Lundi midi, je me suis ainsi absentée de mon travail pour aller rejoindre Marc. Bien sur, il n'était au courant de rien. Ca n'a pas été très simple tout de même car, tout en sachant qu'il avait rendez-vous à 13h, il me fallait vérifier qu'il était arrivé avant d'entamer mon idée. Je m'étais placée dans un coin du restaurant assez discret. Lorsque j'ai vu Marc arriver et rejoindre son collègue, je me suis alors éclipsée pour me rendre aux toilettes.
C'est très excitant de vivre en direct ce genre de choses. Mais je n'étais pas très fière car je voulais aller dans les toilettes pour hommes et j'avais peur de m'y faire surprendre. Heureusement pour moi, tout s'est bien passé à ce niveau.
Là, je me suis déshabillée. Ou plutôt, j'ai enlevé ma robe longue.
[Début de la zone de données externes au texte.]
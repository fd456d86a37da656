//! Custom error types for the finance core
//!
//! This module defines the error hierarchy for the crate using thiserror
//! for ergonomic error definitions.

use thiserror::Error;

/// The main error type for finance core operations
#[derive(Error, Debug)]
pub enum FinancasError {
    /// Configuration-related errors
    #[error("Configuration error: {0}")]
    Config(String),

    /// File I/O errors
    #[error("I/O error: {0}")]
    Io(String),

    /// JSON serialization/deserialization errors
    #[error("JSON error: {0}")]
    Json(String),

    /// Validation errors for data models
    #[error("Validation error: {0}")]
    Validation(String),

    /// A raw amount string that could not be parsed as a number
    #[error("Invalid amount: {0:?}")]
    InvalidAmount(String),

    /// Entity not found errors
    #[error("{entity_type} not found: {identifier}")]
    NotFound {
        entity_type: &'static str,
        identifier: String,
    },

    /// Storage errors
    #[error("Storage error: {0}")]
    Storage(String),
}

impl FinancasError {
    /// Create a "not found" error for users
    pub fn user_not_found(identifier: impl Into<String>) -> Self {
        Self::NotFound {
            entity_type: "User",
            identifier: identifier.into(),
        }
    }

    /// Create a "not found" error for transactions
    pub fn transaction_not_found(identifier: impl Into<String>) -> Self {
        Self::NotFound {
            entity_type: "Transaction",
            identifier: identifier.into(),
        }
    }

    /// Check if this is a "not found" error
    pub fn is_not_found(&self) -> bool {
        matches!(self, Self::NotFound { .. })
    }

    /// Check if this is a validation error
    pub fn is_validation(&self) -> bool {
        matches!(self, Self::Validation(_))
    }
}

// Implement From traits for common error types

impl From<std::io::Error> for FinancasError {
    fn from(err: std::io::Error) -> Self {
        Self::Io(err.to_string())
    }
}

impl From<serde_json::Error> for FinancasError {
    fn from(err: serde_json::Error) -> Self {
        Self::Json(err.to_string())
    }
}

/// Result type alias for finance core operations
pub type FinancasResult<T> = Result<T, FinancasError>;

#[cfg(test)]
mod tests {
    use super::*;

    #[test]
    fn test_error_display() {
        let err = FinancasError::Validation("test error".into());
        assert_eq!(err.to_string(), "Validation error: test error");
    }

    #[test]
    fn test_not_found_error() {
        let err = FinancasError::transaction_not_found("42");
        assert_eq!(err.to_string(), "Transaction not found: 42");
        assert!(err.is_not_found());
    }

    #[test]
    fn test_invalid_amount_error() {
        let err = FinancasError::InvalidAmount("abc".into());
        assert_eq!(err.to_string(), "Invalid amount: \"abc\"");
        assert!(!err.is_not_found());
    }

    #[test]
    fn test_from_io_error() {
        let io_err = std::io::Error::new(std::io::ErrorKind::NotFound, "file not found");
        let err: FinancasError = io_err.into();
        assert!(matches!(err, FinancasError::Io(_)));
    }
}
Ca aussi, c'est très excitant ! Le fait de se dire qu'une simple porte me séparait des autres hommes. J'étais toute mouillée. J'ai alors commencé à me caresser. Puis j'ai sorti mon téléphone et j'ai commencé à envoyer mon message à Marc. Je l'ai fait en plusieurs fois et cela m'a quand même pris un peu de temps. J'avais peur que Marc n'ait coupé son portable et que mon plan tombe à l'eau.
« Bonjour mon cœur. Serais-tu fâché si je te disais que ta putain a envie de ta grosse queue ? »
Je trouvais excitant d'essayer de l'aguicher avec des mots crus.
« Je suis dans les toilettes des hommes, à quelques mètres de toi. Je porte ta guêpière rouge seins-nus. Je me branle avec un gode. Mais comme je suis une salope, je ne l'ai pas mis dans ma chatte mais dans mon cul ! »
Ca aussi c'est excitant : Le gode lubrifié coulissait entre mes fesses et je savais que vous vouliez me voir prendre par derrière.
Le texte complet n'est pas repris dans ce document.